#[cfg(test)]
mod tests {
    use super::*;
    use rust_decimal_macros::dec;

    fn base_config() -> AppConfig {
        AppConfig::new(
            "sqlite::memory:".into(),
            "a_test_jwt_secret_that_is_long_enough_0123456789".into(),
            "seller@example.com".into(),
            "seller-password".into(),
            "sk_test_123".into(),
            "whsec_test".into(),
            "production".into(),
        )
    }

    #[test]
    fn defaults_pass_field_validation() {
        let cfg = base_config();
        assert!(cfg.validate().is_ok());
        assert_eq!(cfg.tax_rate(), dec!(0.02));
        assert_eq!(cfg.currency, "usd");
        assert_eq!(cfg.payment_webhook_tolerance_secs, 300);
    }

    #[test]
    fn tax_rate_out_of_range_is_rejected() {
        let mut cfg = base_config();
        cfg.tax_rate = "1.5".into();
        assert!(cfg.validate().is_err());

        cfg.tax_rate = "two percent".into();
        assert!(cfg.validate().is_err());
    }

    #[test]
    fn short_jwt_secret_is_rejected() {
        let mut cfg = base_config();
        cfg.jwt_secret = "short".into();
        let errors = cfg.validate().unwrap_err();
        assert!(errors.field_errors().contains_key("jwt_secret"));
    }

    #[test]
    fn non_dev_requires_cors_origins() {
        let mut cfg = base_config();
        cfg.payment_secret_key = "sk_live_123".into();
        assert!(cfg.validate_additional_constraints().is_err());

        cfg.cors_allowed_origins = Some("https://shop.example.com, ".into());
        assert!(cfg.validate_additional_constraints().is_ok());
        assert_eq!(cfg.cors_origins(), vec!["https://shop.example.com".to_string()]);
    }

    #[test]
    fn production_rejects_test_mode_payment_key() {
        let mut cfg = base_config();
        cfg.cors_allow_any_origin = true;
        let errors = cfg.validate_additional_constraints().unwrap_err();
        assert!(errors.field_errors().contains_key("payment_secret_key"));
    }

    #[test]
    fn development_allows_permissive_cors_by_default() {
        let mut cfg = base_config();
        cfg.environment = "development".into();
        assert!(cfg.validate_additional_constraints().is_ok());
    }

    #[test]
    fn listen_addr_uses_host_and_port() {
        let mut cfg = base_config();
        cfg.host = "127.0.0.1".into();
        cfg.port = 8080;
        assert_eq!(cfg.listen_addr().unwrap(), SocketAddr::from(([127, 0, 0, 1], 8080)));

        cfg.host = "::1".into();
        assert!(cfg.listen_addr().unwrap().is_ipv6());

        cfg.host = "not a host".into();
        assert!(matches!(cfg.listen_addr(), Err(AppConfigError::InvalidHost(_))));
    }
}
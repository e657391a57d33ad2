use crate::tracing::RequestId;
use axum::{
    extract::Request,
    http::{header::HeaderName, HeaderValue},
    middleware::Next,
    response::Response,
};
use tracing::Instrument;

/// Header name for the request ID
pub const REQUEST_ID_HEADER: &str = "x-request-id";

/// Middleware to add request ID to every request
pub async fn request_id_middleware(mut request: Request, next: Next) -> Response {
    let request_id = request
        .headers()
        .get(REQUEST_ID_HEADER)
        .and_then(|v| v.to_str().ok())
        .and_then(RequestId::from_header)
        .unwrap_or_default();

    // Sanitized ids are plain ASCII, so header conversion only fails on a bug
    let header_value = HeaderValue::from_str(request_id.as_str()).ok();

    if let Some(value) = header_value.clone() {
        request
            .headers_mut()
            .insert(HeaderName::from_static(REQUEST_ID_HEADER), value);
    }
    request.extensions_mut().insert(request_id.clone());

    let span = tracing::info_span!(
        "request",
        request_id = %request_id.as_str(),
        method = %request.method(),
        uri = %request.uri(),
    );

    let mut response = crate::tracing::scope_request_id(
        request_id,
        async move { next.run(request).await }.instrument(span),
    )
    .await;

    if let Some(value) = header_value {
        response
            .headers_mut()
            .insert(HeaderName::from_static(REQUEST_ID_HEADER), value);
    }

    response
}

#[cfg(test)]
mod tests {
    use super::*;
    use axum::{
        body::{to_bytes, Body},
        extract::Extension,
        http::{Request as HttpRequest, StatusCode},
        routing::get,
        Router,
    };
    use tower::ServiceExt;

    async fn extension_handler(
        Extension(request_id): Extension<RequestId>,
    ) -> (StatusCode, String) {
        (
            StatusCode::OK,
            format!("request-id:{}", request_id.as_str()),
        )
    }

    #[tokio::test]
    async fn middleware_adds_request_id_header_and_extension() {
        let app = Router::new()
            .route("/", get(extension_handler))
            .layer(axum::middleware::from_fn(request_id_middleware));

        let response = app
            .oneshot(
                HttpRequest::builder()
                    .uri("/")
                    .method("GET")
                    .body(Body::empty())
                    .unwrap(),
            )
            .await
            .unwrap();

        let header = response.headers().get(REQUEST_ID_HEADER).cloned();
        assert!(header.is_some());

        let body = to_bytes(response.into_body(), usize::MAX).await.unwrap();
        let body_str = String::from_utf8(body.to_vec()).unwrap();
        assert!(body_str.starts_with("request-id:"));
    }

    #[tokio::test]
    async fn middleware_reuses_client_supplied_id() {
        let app = Router::new()
            .route("/", get(extension_handler))
            .layer(axum::middleware::from_fn(request_id_middleware));

        let response = app
            .oneshot(
                HttpRequest::builder()
                    .uri("/")
                    .header(REQUEST_ID_HEADER, "client-42")
                    .body(Body::empty())
                    .unwrap(),
            )
            .await
            .unwrap();

        assert_eq!(
            response.headers().get(REQUEST_ID_HEADER).unwrap(),
            "client-42"
        );
    }
}
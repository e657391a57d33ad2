use async_trait::async_trait;
use chrono::{DateTime, Utc};
use rust_decimal::Decimal;
use sea_orm::entity::prelude::*;
use sea_orm::{ActiveValue, Set};
use serde::{Deserialize, Serialize};
use utoipa::ToSchema;

/// Status given to every freshly placed order
pub const STATUS_PLACED: &str = "placed";
/// Status of an online order whose payment the gateway confirmed
pub const STATUS_CONFIRMED: &str = "confirmed";

/// A placed order. `payment_type` never changes after insert and `is_paid`
/// only moves from false to true through a verified gateway notification.
#[derive(Clone, Debug, PartialEq, Eq, DeriveEntityModel, Serialize, Deserialize)]
#[sea_orm(table_name = "orders")]
pub struct Model {
    #[sea_orm(primary_key, auto_increment = false)]
    pub id: Uuid,
    pub user_id: Uuid,
    pub address_id: Uuid,
    /// Item subtotal plus tax, in major currency units
    pub amount: Decimal,
    pub payment_type: PaymentType,
    pub is_paid: bool,
    pub status: String,
    /// Hosted checkout session, recorded once the gateway created it
    pub payment_session_id: Option<String>,
    pub created_at: DateTime<Utc>,
    pub updated_at: DateTime<Utc>,
}

#[derive(Copy, Clone, Debug, EnumIter, DeriveRelation)]
pub enum Relation {
    #[sea_orm(has_many = "super::order_item::Entity")]
    OrderItems,
    #[sea_orm(
        belongs_to = "super::user::Entity",
        from = "Column::UserId",
        to = "super::user::Column::Id"
    )]
    User,
}

impl Related<super::order_item::Entity> for Entity {
    fn to() -> RelationDef {
        Relation::OrderItems.def()
    }
}

impl Related<super::user::Entity> for Entity {
    fn to() -> RelationDef {
        Relation::User.def()
    }
}

#[async_trait]
impl ActiveModelBehavior for ActiveModel {
    async fn before_save<C>(self, _db: &C, insert: bool) -> Result<Self, DbErr>
    where
        C: ConnectionTrait,
    {
        let mut active_model = self;
        let now = Utc::now();

        if insert {
            if let ActiveValue::NotSet = active_model.status {
                active_model.status = Set(STATUS_PLACED.to_string());
            }
            if let ActiveValue::NotSet = active_model.is_paid {
                active_model.is_paid = Set(false);
            }
            active_model.created_at = Set(now);
        }
        active_model.updated_at = Set(now);

        Ok(active_model)
    }
}

/// How the customer settles the order
#[derive(
    Debug, Clone, Copy, PartialEq, Eq, Serialize, Deserialize, EnumIter, DeriveActiveEnum, ToSchema,
)]
#[sea_orm(rs_type = "String", db_type = "String(StringLen::N(16))")]
#[serde(rename_all = "snake_case")]
pub enum PaymentType {
    /// Collected outside the system at delivery
    #[sea_orm(string_value = "cod")]
    #[serde(rename = "cod")]
    CashOnDelivery,
    /// Paid through the hosted checkout
    #[sea_orm(string_value = "online")]
    Online,
}
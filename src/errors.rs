use axum::{
    http::StatusCode,
    response::{IntoResponse, Response},
    Json,
};
use sea_orm::error::DbErr;
use serde::{Deserialize, Serialize};
use serde_json::json;
use utoipa::ToSchema;

fn current_request_id() -> Option<String> {
    crate::tracing::current_request_id().map(|rid| rid.as_str().to_string())
}

/// Failure body returned by every storefront endpoint.
///
/// Mirrors the `{ success, message }` envelope the storefront client expects, with the
/// request id echoed for support lookups.
#[derive(Debug, Serialize, Deserialize, ToSchema)]
#[schema(example = json!({
    "success": false,
    "message": "Product 550e8400-e29b-41d4-a716-446655440000 not found",
    "request_id": "req-abc123xyz",
    "timestamp": "2024-12-09T10:30:00.000Z"
}))]
pub struct ErrorResponse {
    /// Always `false`
    pub success: bool,
    /// Human-readable error description
    pub message: String,
    /// Unique request identifier for support and debugging
    #[serde(skip_serializing_if = "Option::is_none")]
    pub request_id: Option<String>,
    /// ISO 8601 timestamp when error occurred
    pub timestamp: String,
}

#[derive(Debug, thiserror::Error)]
pub enum ServiceError {
    #[error("Database error: {0}")]
    DatabaseError(#[from] DbErr),

    #[error("Not found: {0}")]
    NotFound(String),

    #[error("Validation error: {0}")]
    ValidationError(String),

    #[error("Out of stock: {0}")]
    OutOfStock(String),

    #[error("Signature verification failed: {0}")]
    SignatureVerification(String),

    #[error("Malformed notification: {0}")]
    MalformedNotification(String),

    #[error("Payment gateway error: {0}")]
    PaymentGateway(String),

    #[error("Unauthorized: {0}")]
    Unauthorized(String),

    #[error("Forbidden: {0}")]
    Forbidden(String),

    #[error("Conflict: {0}")]
    Conflict(String),

    #[error("Internal error: {0}")]
    InternalError(String),
}

impl From<validator::ValidationErrors> for ServiceError {
    fn from(err: validator::ValidationErrors) -> Self {
        ServiceError::ValidationError(err.to_string())
    }
}

impl ServiceError {
    /// Returns the HTTP status code for this error.
    /// This is the single source of truth for error-to-status mapping.
    pub fn status_code(&self) -> StatusCode {
        match self {
            Self::DatabaseError(_) | Self::InternalError(_) => StatusCode::INTERNAL_SERVER_ERROR,
            Self::NotFound(_) => StatusCode::NOT_FOUND,
            Self::ValidationError(_)
            | Self::SignatureVerification(_)
            | Self::MalformedNotification(_) => StatusCode::BAD_REQUEST,
            Self::OutOfStock(_) | Self::Conflict(_) => StatusCode::CONFLICT,
            Self::PaymentGateway(_) => StatusCode::BAD_GATEWAY,
            Self::Unauthorized(_) => StatusCode::UNAUTHORIZED,
            Self::Forbidden(_) => StatusCode::FORBIDDEN,
        }
    }

    /// Returns the error message suitable for HTTP responses.
    /// Internal errors return generic messages to avoid leaking implementation details.
    pub fn response_message(&self) -> String {
        match self {
            Self::DatabaseError(_) => "Database error".to_string(),
            Self::InternalError(_) => "Internal server error".to_string(),
            Self::PaymentGateway(_) => "Payment gateway unavailable".to_string(),
            // Shown verbatim by the storefront client
            Self::ValidationError(msg)
            | Self::NotFound(msg)
            | Self::OutOfStock(msg)
            | Self::Conflict(msg)
            | Self::Unauthorized(msg)
            | Self::Forbidden(msg) => msg.clone(),
            _ => self.to_string(),
        }
    }

    pub fn error_response(&self) -> ErrorResponse {
        ErrorResponse {
            success: false,
            message: self.response_message(),
            request_id: current_request_id(),
            timestamp: chrono::Utc::now().to_rfc3339(),
        }
    }
}

impl IntoResponse for ServiceError {
    fn into_response(self) -> Response {
        let status = self.status_code();
        (status, Json(self.error_response())).into_response()
    }
}
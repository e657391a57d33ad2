use sea_orm_migration::prelude::*;

pub struct Migrator;

#[async_trait::async_trait]
impl MigratorTrait for Migrator {
    fn migrations() -> Vec<Box<dyn MigrationTrait>> {
        vec![
            Box::new(m20240601_000001_create_users_table::Migration),
            Box::new(m20240601_000002_create_products_table::Migration),
            Box::new(m20240601_000003_create_addresses_table::Migration),
            Box::new(m20240601_000004_create_orders_table::Migration),
            Box::new(m20240601_000005_create_order_items_table::Migration),
        ]
    }
}

mod m20240601_000001_create_users_table {

    use sea_orm_migration::prelude::*;

    pub struct Migration;

    impl MigrationName for Migration {
        fn name(&self) -> &str {
            "m20240601_000001_create_users_table"
        }
    }

    #[async_trait::async_trait]
    impl MigrationTrait for Migration {
        async fn up(&self, manager: &SchemaManager) -> Result<(), DbErr> {
            manager
                .create_table(
                    Table::create()
                        .table(Users::Table)
                        .if_not_exists()
                        .col(ColumnDef::new(Users::Id).uuid().primary_key().not_null())
                        .col(ColumnDef::new(Users::Name).string().not_null())
                        .col(ColumnDef::new(Users::Email).string().not_null().unique_key())
                        .col(ColumnDef::new(Users::PasswordHash).string().not_null())
                        .col(ColumnDef::new(Users::CartItems).json().not_null())
                        .col(
                            ColumnDef::new(Users::CreatedAt)
                                .timestamp_with_time_zone()
                                .not_null(),
                        )
                        .col(
                            ColumnDef::new(Users::UpdatedAt)
                                .timestamp_with_time_zone()
                                .not_null(),
                        )
                        .to_owned(),
                )
                .await
        }

        async fn down(&self, manager: &SchemaManager) -> Result<(), DbErr> {
            manager
                .drop_table(Table::drop().table(Users::Table).to_owned())
                .await
        }
    }

    #[derive(DeriveIden)]
    enum Users {
        Table,
        Id,
        Name,
        Email,
        PasswordHash,
        CartItems,
        CreatedAt,
        UpdatedAt,
    }
}

mod m20240601_000002_create_products_table {

    use sea_orm_migration::prelude::*;

    pub struct Migration;

    impl MigrationName for Migration {
        fn name(&self) -> &str {
            "m20240601_000002_create_products_table"
        }
    }

    #[async_trait::async_trait]
    impl MigrationTrait for Migration {
        async fn up(&self, manager: &SchemaManager) -> Result<(), DbErr> {
            manager
                .create_table(
                    Table::create()
                        .table(Products::Table)
                        .if_not_exists()
                        .col(ColumnDef::new(Products::Id).uuid().primary_key().not_null())
                        .col(ColumnDef::new(Products::Name).string().not_null())
                        .col(ColumnDef::new(Products::Description).json().not_null())
                        .col(ColumnDef::new(Products::Price).decimal().not_null())
                        .col(ColumnDef::new(Products::OfferPrice).decimal().not_null())
                        .col(ColumnDef::new(Products::Category).string().not_null())
                        .col(ColumnDef::new(Products::Images).json().not_null())
                        .col(
                            ColumnDef::new(Products::InStock)
                                .boolean()
                                .not_null()
                                .default(true),
                        )
                        .col(
                            ColumnDef::new(Products::CreatedAt)
                                .timestamp_with_time_zone()
                                .not_null(),
                        )
                        .col(
                            ColumnDef::new(Products::UpdatedAt)
                                .timestamp_with_time_zone()
                                .not_null(),
                        )
                        .to_owned(),
                )
                .await?;

            manager
                .create_index(
                    Index::create()
                        .if_not_exists()
                        .name("idx_products_created_at")
                        .table(Products::Table)
                        .col(Products::CreatedAt)
                        .to_owned(),
                )
                .await
        }

        async fn down(&self, manager: &SchemaManager) -> Result<(), DbErr> {
            manager
                .drop_table(Table::drop().table(Products::Table).to_owned())
                .await
        }
    }

    #[derive(DeriveIden)]
    enum Products {
        Table,
        Id,
        Name,
        Description,
        Price,
        OfferPrice,
        Category,
        Images,
        InStock,
        CreatedAt,
        UpdatedAt,
    }
}

mod m20240601_000003_create_addresses_table {

    use sea_orm_migration::prelude::*;

    pub struct Migration;

    impl MigrationName for Migration {
        fn name(&self) -> &str {
            "m20240601_000003_create_addresses_table"
        }
    }

    #[async_trait::async_trait]
    impl MigrationTrait for Migration {
        async fn up(&self, manager: &SchemaManager) -> Result<(), DbErr> {
            manager
                .create_table(
                    Table::create()
                        .table(Addresses::Table)
                        .if_not_exists()
                        .col(ColumnDef::new(Addresses::Id).uuid().primary_key().not_null())
                        .col(ColumnDef::new(Addresses::UserId).uuid().not_null())
                        .col(ColumnDef::new(Addresses::FirstName).string().not_null())
                        .col(ColumnDef::new(Addresses::LastName).string().not_null())
                        .col(ColumnDef::new(Addresses::Email).string().not_null())
                        .col(ColumnDef::new(Addresses::Street).string().not_null())
                        .col(ColumnDef::new(Addresses::City).string().not_null())
                        .col(ColumnDef::new(Addresses::State).string().not_null())
                        .col(ColumnDef::new(Addresses::Zipcode).string().not_null())
                        .col(ColumnDef::new(Addresses::Country).string().not_null())
                        .col(ColumnDef::new(Addresses::Phone).string().not_null())
                        .col(
                            ColumnDef::new(Addresses::CreatedAt)
                                .timestamp_with_time_zone()
                                .not_null(),
                        )
                        .to_owned(),
                )
                .await?;

            manager
                .create_index(
                    Index::create()
                        .if_not_exists()
                        .name("idx_addresses_user_id")
                        .table(Addresses::Table)
                        .col(Addresses::UserId)
                        .to_owned(),
                )
                .await
        }

        async fn down(&self, manager: &SchemaManager) -> Result<(), DbErr> {
            manager
                .drop_table(Table::drop().table(Addresses::Table).to_owned())
                .await
        }
    }

    #[derive(DeriveIden)]
    enum Addresses {
        Table,
        Id,
        UserId,
        FirstName,
        LastName,
        Email,
        Street,
        City,
        State,
        Zipcode,
        Country,
        Phone,
        CreatedAt,
    }
}

mod m20240601_000004_create_orders_table {

    use sea_orm_migration::prelude::*;

    pub struct Migration;

    impl MigrationName for Migration {
        fn name(&self) -> &str {
            "m20240601_000004_create_orders_table"
        }
    }

    #[async_trait::async_trait]
    impl MigrationTrait for Migration {
        async fn up(&self, manager: &SchemaManager) -> Result<(), DbErr> {
            // Create orders table aligned with entities::order Model
            manager
                .create_table(
                    Table::create()
                        .table(Orders::Table)
                        .if_not_exists()
                        .col(ColumnDef::new(Orders::Id).uuid().primary_key().not_null())
                        .col(ColumnDef::new(Orders::UserId).uuid().not_null())
                        .col(ColumnDef::new(Orders::AddressId).uuid().not_null())
                        .col(ColumnDef::new(Orders::Amount).decimal().not_null())
                        .col(ColumnDef::new(Orders::PaymentType).string_len(16).not_null())
                        .col(
                            ColumnDef::new(Orders::IsPaid)
                                .boolean()
                                .not_null()
                                .default(false),
                        )
                        .col(
                            ColumnDef::new(Orders::Status)
                                .string()
                                .not_null()
                                .default("placed"),
                        )
                        .col(ColumnDef::new(Orders::PaymentSessionId).string().null())
                        .col(
                            ColumnDef::new(Orders::CreatedAt)
                                .timestamp_with_time_zone()
                                .not_null(),
                        )
                        .col(
                            ColumnDef::new(Orders::UpdatedAt)
                                .timestamp_with_time_zone()
                                .not_null(),
                        )
                        .to_owned(),
                )
                .await?;

            manager
                .create_index(
                    Index::create()
                        .if_not_exists()
                        .name("idx_orders_user_id")
                        .table(Orders::Table)
                        .col(Orders::UserId)
                        .to_owned(),
                )
                .await?;

            manager
                .create_index(
                    Index::create()
                        .if_not_exists()
                        .name("idx_orders_created_at")
                        .table(Orders::Table)
                        .col(Orders::CreatedAt)
                        .to_owned(),
                )
                .await
        }

        async fn down(&self, manager: &SchemaManager) -> Result<(), DbErr> {
            manager
                .drop_table(Table::drop().table(Orders::Table).to_owned())
                .await
        }
    }

    #[derive(DeriveIden)]
    enum Orders {
        Table,
        Id,
        UserId,
        AddressId,
        Amount,
        PaymentType,
        IsPaid,
        Status,
        PaymentSessionId,
        CreatedAt,
        UpdatedAt,
    }
}

mod m20240601_000005_create_order_items_table {

    use sea_orm_migration::prelude::*;

    pub struct Migration;

    impl MigrationName for Migration {
        fn name(&self) -> &str {
            "m20240601_000005_create_order_items_table"
        }
    }

    #[async_trait::async_trait]
    impl MigrationTrait for Migration {
        async fn up(&self, manager: &SchemaManager) -> Result<(), DbErr> {
            manager
                .create_table(
                    Table::create()
                        .table(OrderItems::Table)
                        .if_not_exists()
                        .col(
                            ColumnDef::new(OrderItems::Id)
                                .uuid()
                                .primary_key()
                                .not_null(),
                        )
                        .col(ColumnDef::new(OrderItems::OrderId).uuid().not_null())
                        .col(ColumnDef::new(OrderItems::ProductId).uuid().not_null())
                        .col(ColumnDef::new(OrderItems::Quantity).integer().not_null())
                        .col(ColumnDef::new(OrderItems::Position).integer().not_null())
                        .to_owned(),
                )
                .await?;

            manager
                .create_index(
                    Index::create()
                        .if_not_exists()
                        .name("idx_order_items_order_id")
                        .table(OrderItems::Table)
                        .col(OrderItems::OrderId)
                        .to_owned(),
                )
                .await
        }

        async fn down(&self, manager: &SchemaManager) -> Result<(), DbErr> {
            manager
                .drop_table(Table::drop().table(OrderItems::Table).to_owned())
                .await
        }
    }

    #[derive(DeriveIden)]
    enum OrderItems {
        Table,
        Id,
        OrderId,
        ProductId,
        Quantity,
        Position,
    }
}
====
◆ **ACTION ITEM**
Your task is to copy each line of the material that contains the word "chrono".

◆ **RESPONSE**
use chrono::{DateTime, Utc};
            timestamp: chrono::Utc::now().to_rfc3339(),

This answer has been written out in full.